The panel job interview
In an effort to get a well-rounded perspective on candidates, many companies ask numerous people to participate in the selection process. You may interview with an HR specialist, the hiring manager, the hiring manager’s boss and even staff members who would be your peers. In small companies you may have to sell yourself to the entire staff.
- You will need to connect with each person. Make eye contact with the person asking the questions and glance at the other team members while answering to be sure that you are connecting with each individual.
- Be sensitive to the dynamics in the team. If they seem to want to control the interview, relax and flow with it. But be sure to offer information and ask questions.
- Take responsibility for ensuring that the group understands what you have to offer. Don’t be aggressive and take over, but do interact and show your enthusiasm.
- Each person’s opinion can be weighted equally; in some cases, just one team member’s opposition can disqualify a candidate. Sometimes it is unclear what role or position each person holds, so be respectful to everyone you meet.
The behavioural/competency job interview
The interviewer asks specific questions to seek information about a candidate’s skills, character and preferences based on examples of past behaviour. In this type of interview, questions are directed toward specific experiences. Here are some examples:
- Tell me about a time when you had to deal with a difficult person at a work.
- What proactive steps have you taken to make your workplace more efficient and productive?

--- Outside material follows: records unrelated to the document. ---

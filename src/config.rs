//! Runtime configuration for asset-cache-tier.
//!
//! Configuration can be loaded from a JSON file or constructed programmatically.
//! All cache knobs (budgets, retry policy, prefetch thresholds) live here.
//! Bucket identifiers and credentials come from the environment, never from
//! source.

use std::path::PathBuf;
use std::time::Duration;

use clap::{Parser, Subcommand};
use serde::{Deserialize, Serialize};

/// Command-line arguments.
#[derive(Parser, Debug, Clone)]
#[command(name = "asset-cache-tier", about = "Two-tier semantic asset cache")]
pub struct Cli {
    /// Path to configuration file (JSON).
    #[arg(short, long, default_value = "config.json")]
    pub config: PathBuf,

    /// Enable verbose logging.
    #[arg(short, long)]
    pub verbose: bool,

    #[command(subcommand)]
    pub command: Command,
}

/// Maintenance commands exposed by the binary.
#[derive(Subcommand, Debug, Clone)]
pub enum Command {
    /// Print cache statistics.
    Stats,
    /// Upload every local-only entry to the remote tier.
    Sync,
    /// Configure the remote lifecycle rule for cold objects.
    Lifecycle {
        /// Days until objects transition to the archive storage class.
        #[arg(long, default_value_t = 90)]
        transition_days: u32,
        /// Optional days until objects expire entirely.
        #[arg(long)]
        expire_days: Option<u32>,
    },
}

/// Top-level configuration.
#[derive(Debug, Clone, Serialize, Deserialize, Default)]
pub struct Config {
    /// Local tier settings.
    pub local: LocalTierConfig,

    /// Remote tier settings.
    pub remote: RemoteConfig,

    /// Retry/backoff policy for remote operations.
    pub retry: RetryConfig,

    /// Prefetch heuristic tuning.
    pub prefetch: PrefetchConfig,

    /// Disable all remote operations; the cache serves local-only.
    #[serde(default)]
    pub offline: bool,
}

/// Local tier capacity and path configuration.
#[derive(Debug, Clone, Serialize, Deserialize)]
pub struct LocalTierConfig {
    /// Root directory holding the index file and the artifact tree.
    pub root_dir: PathBuf,

    /// Maximum bytes the local tier may hold before eviction kicks in.
    pub budget_bytes: u64,
}

impl Default for LocalTierConfig {
    fn default() -> Self {
        Self {
            root_dir: PathBuf::from("cache"),
            budget_bytes: 10 * 1024 * 1024 * 1024, // 10 GB
        }
    }
}

/// Remote tier (object store + CDN) configuration.
#[derive(Debug, Clone, Serialize, Deserialize)]
pub struct RemoteConfig {
    /// Whether the remote tier is available at all.
    pub enabled: bool,

    /// Bucket name. Overridden by ASSET_CACHE_BUCKET if set.
    pub bucket: String,

    /// Bucket region. Overridden by ASSET_CACHE_REGION if set.
    pub region: String,

    /// Namespace prefix prepended to every object key, allowing multiple
    /// environments/campaigns to share a bucket.
    pub prefix: String,

    /// Storage class for newly uploaded objects.
    pub storage_class: String,

    /// Webhook invoked to purge CDN edge caches after an upload (optional).
    pub cdn_webhook_url: Option<String>,

    /// Worker-pool size for batch uploads.
    pub max_parallel_uploads: usize,
}

impl Default for RemoteConfig {
    fn default() -> Self {
        Self {
            enabled: true,
            bucket: String::new(),
            region: "us-east-1".to_string(),
            prefix: "creative-assets".to_string(),
            storage_class: "STANDARD".to_string(),
            cdn_webhook_url: None,
            max_parallel_uploads: 10,
        }
    }
}

/// Retry policy for transient remote failures.
#[derive(Debug, Clone, Serialize, Deserialize)]
pub struct RetryConfig {
    /// Total attempts per operation (initial try included).
    pub max_attempts: u32,

    /// Base delay before the first retry, in milliseconds.
    pub base_delay_ms: u64,

    /// Cap on the backoff delay, in milliseconds.
    pub max_delay_ms: u64,
}

impl Default for RetryConfig {
    fn default() -> Self {
        Self {
            max_attempts: 3,
            base_delay_ms: 200,
            max_delay_ms: 5_000,
        }
    }
}

impl RetryConfig {
    pub fn base_delay(&self) -> Duration {
        Duration::from_millis(self.base_delay_ms)
    }

    pub fn max_delay(&self) -> Duration {
        Duration::from_millis(self.max_delay_ms)
    }
}

/// Prefetch heuristic settings.
#[derive(Debug, Clone, Serialize, Deserialize)]
pub struct PrefetchConfig {
    /// Enable background prefetching.
    pub enabled: bool,

    /// Accesses to the same (product, region) pair within the window that
    /// trigger prefetching of related remote-only entries.
    pub trigger_threshold: usize,

    /// Number of recent accesses kept in the sliding window.
    pub window_size: usize,

    /// Upper bound on entries downloaded per prefetch round.
    pub max_prefetch_items: usize,
}

impl Default for PrefetchConfig {
    fn default() -> Self {
        Self {
            enabled: true,
            trigger_threshold: 3,
            window_size: 64,
            max_prefetch_items: 8,
        }
    }
}

impl Config {
    /// Load configuration from a JSON file, falling back to defaults for
    /// missing fields, then apply environment overrides.
    pub fn load(path: &std::path::Path) -> anyhow::Result<Self> {
        let mut config = if path.exists() {
            let data = std::fs::read_to_string(path)?;
            serde_json::from_str(&data)?
        } else {
            tracing::warn!("Config file not found at {:?}, using defaults", path);
            Config::default()
        };
        config.apply_env_overrides();
        Ok(config)
    }

    /// Bucket identifiers come from the environment when present.
    pub fn apply_env_overrides(&mut self) {
        if let Ok(bucket) = std::env::var("ASSET_CACHE_BUCKET") {
            self.remote.bucket = bucket;
        }
        if let Ok(region) = std::env::var("ASSET_CACHE_REGION") {
            self.remote.region = region;
        }
    }

    /// Whether remote operations are permitted under this configuration.
    pub fn remote_available(&self) -> bool {
        self.remote.enabled && !self.offline
    }
}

Specifically describe a policy, project or system you created or initiated.
- Describe a high pressure situation you had to handle at work. Tell me what happened, who was involved and what you did in terms of problem solving.
- Some situations require us to express ideas or opinions in a very tactful and careful way. Tell me about a time when you were successful in this type of situation.
The key in behavioural job interviews is to paint a picture of the reasons and thinking behind a decision or behavior, without bringing in unnecessary details. It is expected that forming an answer will take time, so think your examples through.
Be aware of the tendency to become too relaxed and reveal information that you didn’t intend to share. You need to do your part to foster the conversational tone, but don’t become so relaxed that you start straying from the point. Be friendly, but stay professional.
Questions from you
Try to think of some questions to ask at the interview. If you have done your research, you will be able to come up with some questions concerning the organisation. You may also like to find out more about your responsibilities in the role, the organisation’s long and short term aims, training opportunities and what they would hope you to achieve in the first six months.
Other things to remember:
- Find out what happens next in the interview process and express your interest (if you really are interested, that is!)
- Let your consultant know your feedback. It is important for us to know what you thought of the organisation, role and people you met and how you felt you performed. Please also let us know if you are interested in taking the job if it were offered.